# Task statement
Gather the lines from the material that contain "tracing".

# Source information

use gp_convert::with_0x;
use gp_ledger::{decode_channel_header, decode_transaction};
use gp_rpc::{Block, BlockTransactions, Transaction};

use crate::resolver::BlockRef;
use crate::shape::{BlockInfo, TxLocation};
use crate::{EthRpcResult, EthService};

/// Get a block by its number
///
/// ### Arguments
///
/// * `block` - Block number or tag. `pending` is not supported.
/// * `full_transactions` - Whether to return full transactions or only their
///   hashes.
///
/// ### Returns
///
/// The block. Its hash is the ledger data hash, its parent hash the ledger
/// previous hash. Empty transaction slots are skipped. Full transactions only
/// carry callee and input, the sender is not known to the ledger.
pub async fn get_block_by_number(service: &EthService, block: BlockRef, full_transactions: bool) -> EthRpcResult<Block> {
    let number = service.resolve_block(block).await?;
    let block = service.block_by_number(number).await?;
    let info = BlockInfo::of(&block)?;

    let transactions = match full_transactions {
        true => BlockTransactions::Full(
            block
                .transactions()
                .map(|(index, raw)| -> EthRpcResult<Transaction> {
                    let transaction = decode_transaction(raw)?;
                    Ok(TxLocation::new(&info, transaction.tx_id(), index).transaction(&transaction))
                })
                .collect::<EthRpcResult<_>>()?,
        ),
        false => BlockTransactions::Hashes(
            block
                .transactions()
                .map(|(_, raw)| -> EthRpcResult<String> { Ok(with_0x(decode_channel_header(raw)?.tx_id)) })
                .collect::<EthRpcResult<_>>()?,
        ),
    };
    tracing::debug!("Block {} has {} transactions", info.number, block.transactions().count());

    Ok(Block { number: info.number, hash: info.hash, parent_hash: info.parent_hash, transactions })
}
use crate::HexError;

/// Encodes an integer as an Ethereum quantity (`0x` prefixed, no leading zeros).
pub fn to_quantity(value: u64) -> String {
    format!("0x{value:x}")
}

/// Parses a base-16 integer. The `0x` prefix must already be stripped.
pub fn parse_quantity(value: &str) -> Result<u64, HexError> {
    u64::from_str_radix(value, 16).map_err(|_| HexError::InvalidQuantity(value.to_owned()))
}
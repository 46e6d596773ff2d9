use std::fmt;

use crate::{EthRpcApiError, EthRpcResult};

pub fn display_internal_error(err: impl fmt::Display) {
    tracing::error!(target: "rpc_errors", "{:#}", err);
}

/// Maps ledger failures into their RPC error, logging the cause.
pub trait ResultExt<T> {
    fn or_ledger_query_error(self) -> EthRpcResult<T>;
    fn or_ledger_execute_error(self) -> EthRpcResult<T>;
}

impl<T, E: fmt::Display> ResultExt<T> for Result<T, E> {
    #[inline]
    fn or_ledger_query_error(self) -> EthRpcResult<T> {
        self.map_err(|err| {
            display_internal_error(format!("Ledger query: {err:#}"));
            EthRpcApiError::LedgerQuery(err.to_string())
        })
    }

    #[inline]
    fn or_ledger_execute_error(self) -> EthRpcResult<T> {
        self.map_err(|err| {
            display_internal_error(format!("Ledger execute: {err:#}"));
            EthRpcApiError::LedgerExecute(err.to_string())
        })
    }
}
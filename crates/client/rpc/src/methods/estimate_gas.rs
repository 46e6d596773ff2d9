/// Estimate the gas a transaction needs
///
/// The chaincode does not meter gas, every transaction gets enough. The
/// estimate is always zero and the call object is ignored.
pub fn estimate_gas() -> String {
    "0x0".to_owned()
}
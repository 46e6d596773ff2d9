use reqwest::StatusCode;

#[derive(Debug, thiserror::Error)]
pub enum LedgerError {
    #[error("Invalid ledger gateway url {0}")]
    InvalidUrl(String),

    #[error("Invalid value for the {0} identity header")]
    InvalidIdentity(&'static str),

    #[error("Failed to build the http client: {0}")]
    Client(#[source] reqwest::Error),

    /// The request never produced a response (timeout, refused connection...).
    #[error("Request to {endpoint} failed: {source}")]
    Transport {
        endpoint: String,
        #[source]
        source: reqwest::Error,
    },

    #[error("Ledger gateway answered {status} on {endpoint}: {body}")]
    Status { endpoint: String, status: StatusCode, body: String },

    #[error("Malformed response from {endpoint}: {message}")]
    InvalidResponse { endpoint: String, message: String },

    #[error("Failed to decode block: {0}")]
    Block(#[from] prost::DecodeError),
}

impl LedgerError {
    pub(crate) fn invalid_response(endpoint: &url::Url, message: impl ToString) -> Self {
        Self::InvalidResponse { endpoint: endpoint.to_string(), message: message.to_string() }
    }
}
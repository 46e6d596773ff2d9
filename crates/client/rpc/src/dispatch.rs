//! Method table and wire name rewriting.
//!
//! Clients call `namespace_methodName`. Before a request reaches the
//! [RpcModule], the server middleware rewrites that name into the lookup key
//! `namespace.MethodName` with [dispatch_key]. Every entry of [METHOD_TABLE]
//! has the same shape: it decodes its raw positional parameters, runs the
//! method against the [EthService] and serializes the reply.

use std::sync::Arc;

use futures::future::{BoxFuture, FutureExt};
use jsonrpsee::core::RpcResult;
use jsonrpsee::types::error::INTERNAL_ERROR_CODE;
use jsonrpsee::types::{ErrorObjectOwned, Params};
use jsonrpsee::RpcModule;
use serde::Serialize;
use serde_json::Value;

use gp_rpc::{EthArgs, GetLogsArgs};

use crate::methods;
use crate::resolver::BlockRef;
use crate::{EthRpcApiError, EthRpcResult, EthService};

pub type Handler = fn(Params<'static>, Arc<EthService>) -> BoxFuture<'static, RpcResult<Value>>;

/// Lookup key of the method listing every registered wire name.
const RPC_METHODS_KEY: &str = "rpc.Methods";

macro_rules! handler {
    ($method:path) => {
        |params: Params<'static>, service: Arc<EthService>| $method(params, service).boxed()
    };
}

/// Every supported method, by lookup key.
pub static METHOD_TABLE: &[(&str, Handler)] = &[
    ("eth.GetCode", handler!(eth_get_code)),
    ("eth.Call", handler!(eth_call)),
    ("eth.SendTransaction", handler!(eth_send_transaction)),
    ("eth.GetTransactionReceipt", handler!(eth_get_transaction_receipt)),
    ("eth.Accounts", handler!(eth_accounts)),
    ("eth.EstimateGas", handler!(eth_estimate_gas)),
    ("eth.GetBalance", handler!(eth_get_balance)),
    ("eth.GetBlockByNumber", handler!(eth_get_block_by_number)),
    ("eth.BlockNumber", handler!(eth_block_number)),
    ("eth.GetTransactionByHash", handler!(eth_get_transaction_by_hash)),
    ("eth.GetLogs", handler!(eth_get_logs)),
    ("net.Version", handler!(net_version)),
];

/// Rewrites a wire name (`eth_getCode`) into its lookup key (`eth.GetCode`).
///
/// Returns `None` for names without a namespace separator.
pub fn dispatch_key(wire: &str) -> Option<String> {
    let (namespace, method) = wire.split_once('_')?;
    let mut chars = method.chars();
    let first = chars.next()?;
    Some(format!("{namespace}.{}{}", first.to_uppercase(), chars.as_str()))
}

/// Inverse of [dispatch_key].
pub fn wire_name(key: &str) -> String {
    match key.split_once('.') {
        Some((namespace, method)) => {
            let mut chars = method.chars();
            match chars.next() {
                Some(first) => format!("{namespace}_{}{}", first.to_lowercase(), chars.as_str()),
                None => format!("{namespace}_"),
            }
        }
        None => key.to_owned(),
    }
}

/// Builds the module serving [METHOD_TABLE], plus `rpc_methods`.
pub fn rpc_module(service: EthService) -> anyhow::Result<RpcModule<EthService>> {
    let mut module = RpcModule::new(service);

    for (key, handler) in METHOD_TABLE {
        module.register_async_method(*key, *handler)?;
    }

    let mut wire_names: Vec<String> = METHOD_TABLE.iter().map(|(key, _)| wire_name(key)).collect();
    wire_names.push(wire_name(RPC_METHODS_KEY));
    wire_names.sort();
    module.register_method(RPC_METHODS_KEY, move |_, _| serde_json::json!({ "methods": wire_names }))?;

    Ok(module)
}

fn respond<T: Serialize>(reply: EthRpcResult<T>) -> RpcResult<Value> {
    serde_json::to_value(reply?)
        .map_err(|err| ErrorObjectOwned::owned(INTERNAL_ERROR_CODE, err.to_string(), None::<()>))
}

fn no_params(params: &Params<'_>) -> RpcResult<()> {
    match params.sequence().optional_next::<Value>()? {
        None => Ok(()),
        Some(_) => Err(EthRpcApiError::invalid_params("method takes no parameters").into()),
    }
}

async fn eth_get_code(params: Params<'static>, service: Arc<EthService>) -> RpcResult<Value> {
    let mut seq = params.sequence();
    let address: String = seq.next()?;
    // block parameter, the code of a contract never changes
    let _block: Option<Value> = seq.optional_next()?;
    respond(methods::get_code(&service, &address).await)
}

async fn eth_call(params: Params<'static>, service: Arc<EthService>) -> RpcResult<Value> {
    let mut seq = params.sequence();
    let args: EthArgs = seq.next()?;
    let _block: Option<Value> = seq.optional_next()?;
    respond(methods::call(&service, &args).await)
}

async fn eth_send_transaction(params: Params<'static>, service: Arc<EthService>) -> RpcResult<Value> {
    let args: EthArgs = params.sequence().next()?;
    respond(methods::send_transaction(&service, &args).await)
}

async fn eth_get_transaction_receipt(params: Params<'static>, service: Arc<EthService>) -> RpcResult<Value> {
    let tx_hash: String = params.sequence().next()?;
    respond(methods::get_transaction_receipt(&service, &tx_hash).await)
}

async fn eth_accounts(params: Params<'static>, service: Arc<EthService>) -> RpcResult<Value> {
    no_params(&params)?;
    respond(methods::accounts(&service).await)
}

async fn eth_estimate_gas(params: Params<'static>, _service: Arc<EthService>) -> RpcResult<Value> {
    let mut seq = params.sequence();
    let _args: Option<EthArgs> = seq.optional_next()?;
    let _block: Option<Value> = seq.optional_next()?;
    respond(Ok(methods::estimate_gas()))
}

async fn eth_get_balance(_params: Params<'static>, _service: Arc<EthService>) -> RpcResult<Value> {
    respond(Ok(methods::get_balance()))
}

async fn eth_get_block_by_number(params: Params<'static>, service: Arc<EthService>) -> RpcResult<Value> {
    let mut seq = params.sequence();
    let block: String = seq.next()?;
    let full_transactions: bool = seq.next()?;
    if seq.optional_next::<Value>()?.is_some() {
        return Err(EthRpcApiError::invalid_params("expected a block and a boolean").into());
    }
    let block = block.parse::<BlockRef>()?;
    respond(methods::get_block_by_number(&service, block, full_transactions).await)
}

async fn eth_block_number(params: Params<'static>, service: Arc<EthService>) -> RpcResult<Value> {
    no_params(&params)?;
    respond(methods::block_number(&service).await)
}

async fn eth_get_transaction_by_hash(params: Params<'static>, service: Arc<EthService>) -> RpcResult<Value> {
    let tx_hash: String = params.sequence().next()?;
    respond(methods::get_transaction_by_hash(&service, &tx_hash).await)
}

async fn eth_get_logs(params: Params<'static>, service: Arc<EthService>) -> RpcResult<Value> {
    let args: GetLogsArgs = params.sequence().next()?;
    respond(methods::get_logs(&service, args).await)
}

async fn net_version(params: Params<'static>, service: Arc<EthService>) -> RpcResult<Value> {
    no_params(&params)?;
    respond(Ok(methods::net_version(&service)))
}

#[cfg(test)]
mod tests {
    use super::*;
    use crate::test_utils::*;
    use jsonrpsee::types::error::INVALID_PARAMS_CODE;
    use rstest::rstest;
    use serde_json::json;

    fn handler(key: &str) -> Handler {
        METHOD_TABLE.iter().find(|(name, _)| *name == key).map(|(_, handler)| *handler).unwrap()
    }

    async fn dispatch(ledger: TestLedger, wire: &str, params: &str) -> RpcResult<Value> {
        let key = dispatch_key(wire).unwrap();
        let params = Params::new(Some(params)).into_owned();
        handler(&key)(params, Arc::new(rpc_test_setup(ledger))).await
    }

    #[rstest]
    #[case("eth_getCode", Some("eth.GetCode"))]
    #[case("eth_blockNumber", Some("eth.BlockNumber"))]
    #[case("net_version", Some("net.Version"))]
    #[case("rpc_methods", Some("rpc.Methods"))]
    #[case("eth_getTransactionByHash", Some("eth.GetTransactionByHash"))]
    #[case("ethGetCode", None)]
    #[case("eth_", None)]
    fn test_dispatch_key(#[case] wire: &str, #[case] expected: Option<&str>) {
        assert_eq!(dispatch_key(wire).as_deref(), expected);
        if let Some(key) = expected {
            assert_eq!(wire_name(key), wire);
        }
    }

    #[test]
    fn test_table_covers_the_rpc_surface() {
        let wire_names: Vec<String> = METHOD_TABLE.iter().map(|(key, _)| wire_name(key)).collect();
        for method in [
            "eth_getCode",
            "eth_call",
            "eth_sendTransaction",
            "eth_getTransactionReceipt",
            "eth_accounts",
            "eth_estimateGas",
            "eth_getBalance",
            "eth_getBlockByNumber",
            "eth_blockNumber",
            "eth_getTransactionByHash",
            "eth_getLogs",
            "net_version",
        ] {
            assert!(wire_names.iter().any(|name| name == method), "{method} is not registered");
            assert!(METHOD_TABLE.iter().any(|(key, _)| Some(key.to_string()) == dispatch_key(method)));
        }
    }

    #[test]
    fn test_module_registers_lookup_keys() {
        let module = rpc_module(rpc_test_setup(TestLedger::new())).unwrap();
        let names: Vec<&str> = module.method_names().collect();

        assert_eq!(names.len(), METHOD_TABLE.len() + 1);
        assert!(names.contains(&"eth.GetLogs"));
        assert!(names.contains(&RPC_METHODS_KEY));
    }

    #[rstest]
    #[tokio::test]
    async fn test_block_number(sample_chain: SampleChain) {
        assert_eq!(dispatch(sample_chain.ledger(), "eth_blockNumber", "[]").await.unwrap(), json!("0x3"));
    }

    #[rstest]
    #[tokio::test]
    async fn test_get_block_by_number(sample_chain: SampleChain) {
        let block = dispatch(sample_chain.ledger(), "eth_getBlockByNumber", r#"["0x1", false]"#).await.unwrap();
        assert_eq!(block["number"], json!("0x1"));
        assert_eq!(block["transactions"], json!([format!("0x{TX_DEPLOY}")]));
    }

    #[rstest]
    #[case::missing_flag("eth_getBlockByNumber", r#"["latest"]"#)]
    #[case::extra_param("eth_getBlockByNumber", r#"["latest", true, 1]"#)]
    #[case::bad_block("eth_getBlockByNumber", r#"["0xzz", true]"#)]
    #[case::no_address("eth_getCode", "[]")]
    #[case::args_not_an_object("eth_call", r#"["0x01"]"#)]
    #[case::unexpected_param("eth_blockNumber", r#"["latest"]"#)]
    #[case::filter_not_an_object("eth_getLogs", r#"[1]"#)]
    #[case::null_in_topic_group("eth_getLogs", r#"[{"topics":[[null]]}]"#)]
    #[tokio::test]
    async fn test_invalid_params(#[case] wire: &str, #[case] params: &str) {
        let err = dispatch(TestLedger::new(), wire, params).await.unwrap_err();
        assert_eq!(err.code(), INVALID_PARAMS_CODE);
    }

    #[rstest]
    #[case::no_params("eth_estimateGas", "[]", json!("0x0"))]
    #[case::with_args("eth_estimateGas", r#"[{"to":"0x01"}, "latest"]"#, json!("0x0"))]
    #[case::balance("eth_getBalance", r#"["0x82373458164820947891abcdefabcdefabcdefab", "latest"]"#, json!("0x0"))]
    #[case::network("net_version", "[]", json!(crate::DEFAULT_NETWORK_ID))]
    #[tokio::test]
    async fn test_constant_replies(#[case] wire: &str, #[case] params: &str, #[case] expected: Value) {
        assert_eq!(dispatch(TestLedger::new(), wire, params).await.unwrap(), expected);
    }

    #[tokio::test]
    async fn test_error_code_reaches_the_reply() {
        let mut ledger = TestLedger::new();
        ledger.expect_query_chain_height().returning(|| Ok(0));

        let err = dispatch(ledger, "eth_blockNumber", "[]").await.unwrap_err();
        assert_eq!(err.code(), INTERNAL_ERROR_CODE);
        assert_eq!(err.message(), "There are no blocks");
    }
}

# Written response
    tracing::debug!("Block {} has {} transactions", info.number, block.transactions().count());
    tracing::error!(target: "rpc_errors", "{:#}", err);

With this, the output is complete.